■ **SOURCE DATA**
Segment Open
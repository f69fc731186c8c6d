//! `tracing-subscriber` setup.
//!
//! Installs a global registry with an `EnvFilter` and one `fmt` layer,
//! pretty or JSON depending on configuration.

use tracing_subscriber::{layer::SubscriberExt, util::SubscriberInitExt, EnvFilter};

use crate::{TelemetryConfig, TelemetryError};

/// Build the log filter. `RUST_LOG` wins over the configured level.
pub fn build_filter(config: &TelemetryConfig) -> Result<EnvFilter, TelemetryError> {
    EnvFilter::try_from_default_env()
        .or_else(|_| EnvFilter::try_new(&config.log_level))
        .map_err(|e| TelemetryError::TracingInit(e.to_string()))
}

/// Install the global subscriber.
///
/// Fails if a global subscriber is already set.
pub fn init_tracing(config: &TelemetryConfig) -> Result<(), TelemetryError> {
    let env_filter = build_filter(config)?;

    let json_layer = (config.console_output && config.json_logs).then(|| {
        tracing_subscriber::fmt::layer()
            .json()
            .with_target(true)
            .with_thread_ids(true)
            .with_file(true)
            .with_line_number(true)
    });

    let pretty_layer = (config.console_output && !config.json_logs).then(|| {
        tracing_subscriber::fmt::layer()
            .with_target(true)
            .with_thread_ids(false)
            .with_file(false)
            .with_line_number(false)
            .with_ansi(true)
    });

    tracing_subscriber::registry()
        .with(env_filter)
        .with(json_layer)
        .with(pretty_layer)
        .try_init()
        .map_err(|e| TelemetryError::TracingInit(e.to_string()))?;

    tracing::info!(
        service = %config.service_name,
        json_logs = config.json_logs,
        "Tracing initialized"
    );
    Ok(())
}
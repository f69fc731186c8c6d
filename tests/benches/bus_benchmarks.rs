//! # Message Bus Benchmarks
//!
//! | Path | What is measured |
//! |------|------------------|
//! | publish | fan-out to N handlers, waiting for all |
//! | query | cache hit vs handler call |
//! | send | single command round-trip through the timeout race |

#![allow(clippy::excessive_nesting)]

use criterion::{black_box, criterion_group, criterion_main, BenchmarkId, Criterion, Throughput};
use layer_bus::{BusConfig, Command, Event, HandlerResult, Layer, MessageBus, Query};
use rand::Rng;
use serde::Serialize;
use std::time::Duration;
use tokio::runtime::Runtime;

#[derive(Debug, Clone, Serialize)]
struct Tick(u64);

#[derive(Debug, Clone, Serialize)]
struct Lookup(u64);

fn runtime() -> Runtime {
    tokio::runtime::Builder::new_multi_thread()
        .worker_threads(4)
        .enable_all()
        .build()
        .expect("tokio runtime")
}

fn bus() -> MessageBus {
    MessageBus::builder()
        .config(BusConfig {
            enable_tracing: false,
            ..BusConfig::default()
        })
        .build()
        .expect("valid config")
}

// ============================================================================
// EVENTS
// ============================================================================

fn bench_publish_fan_out(c: &mut Criterion) {
    let rt = runtime();
    let mut group = c.benchmark_group("publish");
    group.measurement_time(Duration::from_secs(5));

    for handlers in [1usize, 8, 64] {
        let bus = bus();
        for _ in 0..handlers {
            let _sub = bus.subscribe_fn(|event: Event<Tick>| async move {
                black_box(event.payload.0);
                HandlerResult::Ok(())
            });
        }

        group.throughput(Throughput::Elements(handlers as u64));
        group.bench_with_input(BenchmarkId::new("fan_out", handlers), &bus, |b, bus| {
            b.iter(|| rt.block_on(bus.publish(Event::new(Layer::Domain, Tick(1)))))
        });
    }

    group.finish();
}

// ============================================================================
// QUERIES
// ============================================================================

fn bench_query_cache(c: &mut Criterion) {
    let rt = runtime();
    let mut group = c.benchmark_group("query");

    let bus = bus();
    bus.handle_query_fn(|q: Query<Lookup, u64>| async move { HandlerResult::Ok(q.payload.0 * 2) })
        .expect("register query handler");

    group.bench_function("cache_hit", |b| {
        b.iter(|| {
            rt.block_on(bus.query(
                Query::<Lookup, u64>::new(Layer::Application, Lookup(7)).with_cache_key("hot"),
            ))
        })
    });

    group.bench_function("cache_hit_derived_key", |b| {
        b.iter(|| {
            rt.block_on(bus.query(
                Query::<Lookup, u64>::new(Layer::Application, Lookup(7)).cacheable(),
            ))
        })
    });

    let mut rng = rand::thread_rng();
    group.bench_function("uncached", |b| {
        b.iter(|| {
            let id = rng.gen::<u64>() >> 2;
            rt.block_on(bus.query(Query::<Lookup, u64>::new(Layer::Application, Lookup(id))))
        })
    });

    group.finish();
}

// ============================================================================
// COMMANDS
// ============================================================================

fn bench_command_round_trip(c: &mut Criterion) {
    let rt = runtime();
    let mut group = c.benchmark_group("send");

    let bus = bus();
    bus.handle_command_fn(|cmd: Command<Tick>| async move { HandlerResult::Ok(cmd.payload.0 + 1) })
        .expect("register command handler");

    group.bench_function("round_trip", |b| {
        b.iter(|| {
            let reply: u64 = rt
                .block_on(bus.send(Command::new(Layer::Application, Tick(1)).to(Layer::Domain)))
                .expect("command succeeds");
            black_box(reply)
        })
    });

    group.finish();
}

criterion_group!(
    benches,
    bench_publish_fan_out,
    bench_query_cache,
    bench_command_round_trip
);
criterion_main!(benches);
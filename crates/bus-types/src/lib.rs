//! # Bus Types Crate
//!
//! Types shared by the bus core and everything that talks to it:
//! layers and the routing policy, message envelopes, the error taxonomy
//! and the configuration struct.
//!
//! ## Design Principles
//!
//! - **Layers are tags**: a `Layer` never carries behavior; the
//!   `LayerGraph` owns the routing decision.
//! - **Typed payloads**: `Event<T>`, `Command<T>`, `Query<T, R>` and
//!   `Response<R>` keep payload types checked at compile time.
//! - **Immutable after submission**: builders consume the envelope, so
//!   metadata is fixed before the bus sees it.

#![cfg_attr(test, allow(clippy::unwrap_used))]
#![cfg_attr(test, allow(clippy::expect_used))]

pub mod config;
pub mod envelope;
pub mod errors;
pub mod layer;

pub use config::BusConfig;
pub use envelope::{
    Command, Envelope, Event, Message, Query, Response, BYPASS_ROUTING_KEY, TIMEOUT_OVERRIDE_KEY,
};
pub use errors::{BoxError, BusError, BusResult, ConfigError, HandlerResult, MessageKind};
pub use layer::{Layer, LayerGraph, RoutingViolation, UnknownLayer};
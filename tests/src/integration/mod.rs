//! Cross-crate scenarios exercising the public `MessageBus` API.

pub mod commands;
pub mod concurrency;
pub mod observability;
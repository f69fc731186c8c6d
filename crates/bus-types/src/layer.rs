//! # Layers and Routing Policy
//!
//! Architectural layers are pure routing tags. The `LayerGraph` answers
//! "may a message travel from layer A to layer B".
//!
//! ## Routing Matrix
//!
//! | Source | Allowed Destinations |
//! |--------|----------------------|
//! | Presentation | Application, Domain |
//! | Application | Domain, Infrastructure |
//! | Domain | Domain |
//! | Infrastructure | Infrastructure, External |
//! | External | Infrastructure |
//!
//! A message without a destination is a broadcast and is always permitted.

use serde::{Deserialize, Serialize};
use std::fmt;
use std::str::FromStr;
use thiserror::Error;

/// Architectural layer used as a routing tag.
#[derive(Debug, Clone, Copy, PartialEq, Eq, Hash, PartialOrd, Ord, Serialize, Deserialize)]
#[serde(rename_all = "lowercase")]
pub enum Layer {
    /// UI, API controllers.
    Presentation,
    /// Use cases and orchestration.
    Application,
    /// Business rules. Never depends outward.
    Domain,
    /// Persistence, messaging, adapters.
    Infrastructure,
    /// Third-party systems.
    External,
}

impl Layer {
    /// Every layer, in matrix order.
    pub const ALL: [Layer; 5] = [
        Layer::Presentation,
        Layer::Application,
        Layer::Domain,
        Layer::Infrastructure,
        Layer::External,
    ];

    /// Lowercase name used in metadata, logs and metric labels.
    #[must_use]
    pub fn as_str(&self) -> &'static str {
        match self {
            Self::Presentation => "presentation",
            Self::Application => "application",
            Self::Domain => "domain",
            Self::Infrastructure => "infrastructure",
            Self::External => "external",
        }
    }

    /// Check the standard graph for a `self -> destination` edge.
    #[must_use]
    pub fn can_route(self, destination: Layer) -> bool {
        LayerGraph::STANDARD.can_route(self, destination)
    }

    /// Layers this layer may send to.
    #[must_use]
    pub fn valid_targets(self) -> Vec<Layer> {
        LayerGraph::STANDARD.valid_targets(self)
    }

    /// Layers allowed to send to this layer.
    #[must_use]
    pub fn valid_sources(self) -> Vec<Layer> {
        LayerGraph::STANDARD.valid_sources(self)
    }

    fn index(self) -> usize {
        match self {
            Self::Presentation => 0,
            Self::Application => 1,
            Self::Domain => 2,
            Self::Infrastructure => 3,
            Self::External => 4,
        }
    }
}

impl fmt::Display for Layer {
    fn fmt(&self, f: &mut fmt::Formatter<'_>) -> fmt::Result {
        f.write_str(self.as_str())
    }
}

/// Error returned when parsing an unknown layer name.
#[derive(Debug, Clone, PartialEq, Eq, Error)]
#[error("Unknown layer: {0}")]
pub struct UnknownLayer(pub String);

impl FromStr for Layer {
    type Err = UnknownLayer;

    fn from_str(s: &str) -> Result<Self, Self::Err> {
        Layer::ALL
            .into_iter()
            .find(|layer| layer.as_str().eq_ignore_ascii_case(s))
            .ok_or_else(|| UnknownLayer(s.to_string()))
    }
}

/// A message tried to cross a forbidden layer edge.
#[derive(Debug, Clone, PartialEq, Eq, Error)]
#[error("Routing violation: {from} cannot route to {to} (valid targets: {})", format_layers(.valid_targets))]
pub struct RoutingViolation {
    /// Layer the message originated from.
    pub from: Layer,
    /// Requested destination.
    pub to: Layer,
    /// Destinations `from` is allowed to reach.
    pub valid_targets: Vec<Layer>,
}

fn format_layers(layers: &[Layer]) -> String {
    if layers.is_empty() {
        return "none".to_string();
    }
    layers
        .iter()
        .map(Layer::as_str)
        .collect::<Vec<_>>()
        .join(", ")
}

/// Fixed directed adjacency table over `Layer::ALL`.
#[derive(Debug, Clone, Copy, PartialEq, Eq)]
pub struct LayerGraph {
    edges: [[bool; 5]; 5],
}

impl LayerGraph {
    /// The standard dependency direction policy.
    pub const STANDARD: LayerGraph = LayerGraph {
        edges: [
            // presentation -> application, domain
            [false, true, true, false, false],
            // application -> domain, infrastructure
            [false, false, true, true, false],
            // domain -> domain
            [false, false, true, false, false],
            // infrastructure -> infrastructure, external
            [false, false, false, true, true],
            // external -> infrastructure
            [false, false, false, true, false],
        ],
    };

    /// A graph allowing exactly the listed `(source, destination)` edges.
    #[must_use]
    pub fn from_edges(edges: impl IntoIterator<Item = (Layer, Layer)>) -> Self {
        let mut graph = LayerGraph {
            edges: [[false; 5]; 5],
        };
        for (source, destination) in edges {
            graph.edges[source.index()][destination.index()] = true;
        }
        graph
    }

    /// Whether `source` may send to `destination`.
    #[must_use]
    pub fn can_route(&self, source: Layer, destination: Layer) -> bool {
        self.edges[source.index()][destination.index()]
    }

    #[must_use]
    pub fn valid_targets(&self, source: Layer) -> Vec<Layer> {
        Layer::ALL
            .into_iter()
            .filter(|destination| self.can_route(source, *destination))
            .collect()
    }

    #[must_use]
    pub fn valid_sources(&self, destination: Layer) -> Vec<Layer> {
        Layer::ALL
            .into_iter()
            .filter(|source| self.can_route(*source, destination))
            .collect()
    }

    /// Validate a route. `None` destination is a broadcast and always passes.
    ///
    /// # Errors
    ///
    /// Returns `RoutingViolation` carrying the valid target set when the edge
    /// is not part of the graph.
    pub fn check(&self, source: Layer, destination: Option<Layer>) -> Result<(), RoutingViolation> {
        let Some(destination) = destination else {
            return Ok(());
        };
        if self.can_route(source, destination) {
            return Ok(());
        }
        Err(RoutingViolation {
            from: source,
            to: destination,
            valid_targets: self.valid_targets(source),
        })
    }

    /// Whether any of `layers` is reachable from `source`.
    #[must_use]
    pub fn reaches_any(&self, source: Layer, layers: &[Layer]) -> bool {
        layers.iter().any(|layer| self.can_route(source, *layer))
    }
}

impl Default for LayerGraph {
    fn default() -> Self {
        Self::STANDARD
    }
}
Segment Closed
■ **PROBLEM DESCRIPTION**
In the listing above, locate the line containing "forbidden layer edge." and the line containing "allowed to reach.", then transcribe both and every line between them verbatim.

■ **RESPONSE**
/// A message tried to cross a forbidden layer edge.
#[derive(Debug, Clone, PartialEq, Eq, Error)]
#[error("Routing violation: {from} cannot route to {to} (valid targets: {})", format_layers(.valid_targets))]
pub struct RoutingViolation {
    /// Layer the message originated from.
    pub from: Layer,
    /// Requested destination.
    pub to: Layer,
    /// Destinations `from` is allowed to reach.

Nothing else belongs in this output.